If you are not going to use database-side calculations with these numbers, just store them as bit sequences of their binary representation (BLOB, VARBINARY etc.)
Here's my 2 cents worth. If you want to store them as numbers in a database then you'll be constrained by the maximum size of integer that your database can handle. You'd probably want a 2 column table, with the prime number in one column and it's sequence number in the other. Then you'd want some indexes to make finding the stored values quick.
But you don't really want to do that do you, you want to store humongous (sp?) primes way beyond any integer datatype you've even though of yet. And you say that you are averse to strings so it's binary data for you. (It would be for me too.) Yes, you could store them in a BLOB in a database but what sort of facilities will the DBMS offer you for finding the n-th prime or checking the primeness of a candidate integer ?
How to design a suitable file structure ? This is the best I could come up with after about 5 minutes thinking:
Set a counter to 2.
Write the two-bits which represent the first prime number.

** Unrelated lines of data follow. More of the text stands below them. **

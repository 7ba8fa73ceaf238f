//! Audit sink implementations.
//!
//! Provides an in-memory ring buffer for testing and dev, and an append-only
//! JSON-lines file sink for persistence. Recording is best-effort: audit must
//! never block or fail the primary operation.

use std::collections::VecDeque;
use std::fs::{File, OpenOptions};
use std::io::{BufWriter, Write};
use std::path::Path;

use serde::Serialize;

use crate::util::clock::now_ms;

/// Audit event structure.
#[derive(Debug, Clone, Serialize)]
pub struct AuditEvent {
    /// Event identifier.
    pub event_id: String,
    /// Namespace tag of the recording boundary (e.g. `client-queue`).
    pub namespace: String,
    /// Target module uid, where the command addressed one.
    pub uid: Option<String>,
    /// Command name as received on the wire.
    pub command: String,
    /// Timestamp milliseconds.
    pub created_at_ms: u128,
    /// Serialized command arguments.
    pub payload: Option<String>,
}

/// Audit sink abstraction.
pub trait AuditSink: Send {
    /// Record an audit event.
    fn record(&mut self, event: AuditEvent);
}

/// In-memory audit sink for testing and dev.
pub struct InMemoryAuditSink {
    events: VecDeque<AuditEvent>,
    max_events: usize,
}

impl InMemoryAuditSink {
    /// Create a new in-memory sink with a bounded buffer.
    #[must_use]
    pub fn new(max_events: usize) -> Self {
        Self {
            events: VecDeque::with_capacity(max_events),
            max_events,
        }
    }

    /// Retrieve a snapshot of stored events.
    #[must_use]
    pub fn events(&self) -> Vec<AuditEvent> {
        self.events.iter().cloned().collect()
    }
}

impl AuditSink for InMemoryAuditSink {
    fn record(&mut self, event: AuditEvent) {
        if self.events.len() >= self.max_events {
            self.events.pop_front();
        }
        self.events.push_back(event);
    }
}

/// Append-only JSON-lines audit sink.
pub struct JsonlAuditSink {
    writer: BufWriter<File>,
}

impl JsonlAuditSink {
    /// Open (or create) the log file for appending.
    ///
    /// # Errors
    ///
    /// Fails when the file cannot be opened for appending.
    pub fn open(path: &Path) -> std::io::Result<Self> {
        let file = OpenOptions::new().create(true).append(true).open(path)?;
        Ok(Self {
            writer: BufWriter::new(file),
        })
    }
}

impl AuditSink for JsonlAuditSink {
    fn record(&mut self, event: AuditEvent) {
        match serde_json::to_string(&event) {
            Ok(line) => {
                let written = writeln!(self.writer, "{line}").and_then(|()| self.writer.flush());
                if let Err(e) = written {
                    tracing::error!(error = %e, "failed to append audit event");
                }
            }
            Err(e) => tracing::error!(error = %e, "failed to encode audit event"),
        }
    }
}

/// Helper to build an audit event from context.
pub fn build_audit_event(
    event_id: impl Into<String>,
    namespace: impl Into<String>,
    uid: Option<String>,
    command: impl Into<String>,
    payload: Option<String>,
) -> AuditEvent {
    AuditEvent {
        event_id: event_id.into(),
        namespace: namespace.into(),
        uid,
        command: command.into(),
        created_at_ms: now_ms(),
        payload,
    }
}
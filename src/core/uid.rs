//! Module identifier allocation.

use std::fmt;
use std::sync::atomic::{AtomicU64, Ordering};

use serde::{Deserialize, Serialize};

/// Opaque module identifier.
///
/// Serializes as a bare JSON string: uuid text in normal operation, a decimal
/// counter when the owning container allocates sequentially.
#[derive(Debug, Clone, PartialEq, Eq, Hash, Serialize, Deserialize)]
#[serde(transparent)]
pub struct Uid(String);

impl Uid {
    /// View the identifier as a string slice.
    #[must_use]
    pub fn as_str(&self) -> &str {
        &self.0
    }
}

impl fmt::Display for Uid {
    fn fmt(&self, f: &mut fmt::Formatter<'_>) -> fmt::Result {
        f.write_str(&self.0)
    }
}

impl From<String> for Uid {
    fn from(value: String) -> Self {
        Self(value)
    }
}

impl From<&str> for Uid {
    fn from(value: &str) -> Self {
        Self(value.to_owned())
    }
}

/// Issues identifiers for new modules.
///
/// Random mode hands out fresh universally-unique identifiers; sequential
/// mode counts up from 0 and exists for deterministic tests. The mode is
/// fixed at container construction.
pub struct UidAllocator {
    sequential: bool,
    next: AtomicU64,
}

impl UidAllocator {
    /// Allocator producing universally-unique identifiers.
    #[must_use]
    pub fn random() -> Self {
        Self {
            sequential: false,
            next: AtomicU64::new(0),
        }
    }

    /// Allocator producing 0, 1, 2, …
    #[must_use]
    pub fn sequential() -> Self {
        Self {
            sequential: true,
            next: AtomicU64::new(0),
        }
    }

    /// Hand out the next identifier.
    pub fn allocate(&self) -> Uid {
        if self.sequential {
            Uid(self.next.fetch_add(1, Ordering::Relaxed).to_string())
        } else {
            Uid(uuid::Uuid::new_v4().to_string())
        }
    }
}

Write them again, to mark the end of the section containing the 2-bit primes.
Set the counter to counter+1
Write the 3-bit primes in order. ( I think there are two: 5 and 7)
Write the last of the 3-bit primes again to mark the end of the section containing the 3-bit primes.

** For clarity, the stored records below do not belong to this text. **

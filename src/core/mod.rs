//! Core container state, module contract, and the reconciliation engine.

pub mod audit;
pub mod error;
pub mod module;
pub mod pool;
pub mod queue;
pub mod reconcile;
pub mod uid;

pub use audit::{build_audit_event, AuditEvent, AuditSink, InMemoryAuditSink, JsonlAuditSink};
pub use error::{AppResult, ContainerError, ModuleError};
pub use module::{
    Evict, Module, ModuleFactory, ModuleHandle, ModuleRegistry, ParameterRequest, Remover,
    SnapshotEntry,
};
pub use pool::PoolContainer;
pub use queue::QueueContainer;
pub use reconcile::{ActivationPolicy, ReconcileLimits};
pub use uid::{Uid, UidAllocator};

Go back to 4 and carry on mutatis mutandis.
The point about writing the last n-bit prime twice is to provide you with a means to identify the end of the part of the file with n-bit primes in it when you come to read the file.
As you write the file, you'll probably also want to make note of the offsets into the files at various points, perhaps the start of each section containing n-bit primes.
I think this would work, and it would handle primes up to 2^(the largest unsigned integer you can represent). I guess it would be easy enough to find code for translating a 325467-bit (say) value into a big integer.
Sure, you could store this file as a BLOB but I'm not sure why you'd bother.
It all depends on what kinds of operations you want to do with the numbers. If just store and lookup, then just use strings and use a check constraint / domain datatype to enforce that they are numbers. If you want more control, then PostgreSQL will let you define custom datatypes and functions. You can for instance interface with the GMP library to have correct ordering and arithmetic for arbitrary precision integers. Using such a library will even let you implement a check constraint that uses the probabilistic primality test to check if the numbers really are prime.
The real question is actually whether a relational database is the correct tool for the job.
I think you're best off using a BLOB. How the data is stored in your BLOB depends on your intended use of the numbers. If you want to use them in calculations I think you'll need to create a class or type to store the values as some variety of ordered binary value and allow them to be treated as numbers, etc. If you just need to display them then storing them as a sequence of characters would be sufficient, and would eliminate the need to convert your calculatable values to something displayable, which can be very time consuming for large values.
Share and enjoy.
Probably not brilliant, but what if you stored them in some recursive data structure. You could store it as an int, it's exponent, and a reference to the lower bit numbers.
Like the string idea, it probably wouldn't be very good for memory considerations. And query time would be increased due to the recursive nature of the query.